● Supplied records

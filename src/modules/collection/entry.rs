//! Collection entries with optional value and expiry.

use std::time::{Duration, Instant};

/// A stored entry.
///
/// An entry may hold only an expiry: the expiry can be set before any value
/// is stored. Such entries are invisible to reads.
#[derive(Debug, Clone, Default)]
pub struct CollectionEntry {
    value: Option<String>,
    expires_at: Option<Instant>,
}

impl CollectionEntry {
    /// Create an entry holding `value` with no expiry.
    pub fn with_value(value: impl Into<String>) -> Self {
        Self {
            value: Some(value.into()),
            expires_at: None,
        }
    }

    /// Create an entry holding only an expiry.
    #[must_use]
    pub fn expiring(ttl: Duration) -> Self {
        let mut entry = Self::default();
        entry.set_expiry(ttl);
        entry
    }

    /// The stored value.
    pub fn value(&self) -> Option<&str> {
        self.value.as_deref()
    }

    /// Whether a value is stored.
    pub fn has_value(&self) -> bool {
        self.value.is_some()
    }

    /// Replace the value, keeping the expiry.
    pub fn set_value(&mut self, value: impl Into<String>) {
        self.value = Some(value.into());
    }

    /// Expire the entry `ttl` from now.
    ///
    /// A TTL too large to represent means the entry never expires.
    pub fn set_expiry(&mut self, ttl: Duration) {
        self.expires_at = Instant::now().checked_add(ttl);
    }

    /// Whether the expiry has passed.
    pub fn is_expired(&self) -> bool {
        self.expires_at.is_some_and(|at| Instant::now() >= at)
    }

    /// Time left before expiry.
    pub fn expires_in(&self) -> Option<Duration> {
        self.expires_at
            .map(|at| at.saturating_duration_since(Instant::now()))
    }

    /// The value if the entry is live and holds one.
    pub fn live_value(&self) -> Option<&str> {
        if self.is_expired() {
            None
        } else {
            self.value()
        }
    }
}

● Task prompt
Return only the lines between the one holding "let mut entry = Self::default();" and the one holding "pub fn set_expiry(&mut", inclusive, exactly as they appear above.

● Finished exercise
        let mut entry = Self::default();
        entry.set_expiry(ttl);
        entry
    }

    /// The stored value.
    pub fn value(&self) -> Option<&str> {
        self.value.as_deref()
    }

    /// Whether a value is stored.
    pub fn has_value(&self) -> bool {
        self.value.is_some()
    }

    /// Replace the value, keeping the expiry.
    pub fn set_value(&mut self, value: impl Into<String>) {
        self.value = Some(value.into());
    }

    /// Expire the entry `ttl` from now.
    ///
    /// A TTL too large to represent means the entry never expires.
    pub fn set_expiry(&mut self, ttl: Duration) {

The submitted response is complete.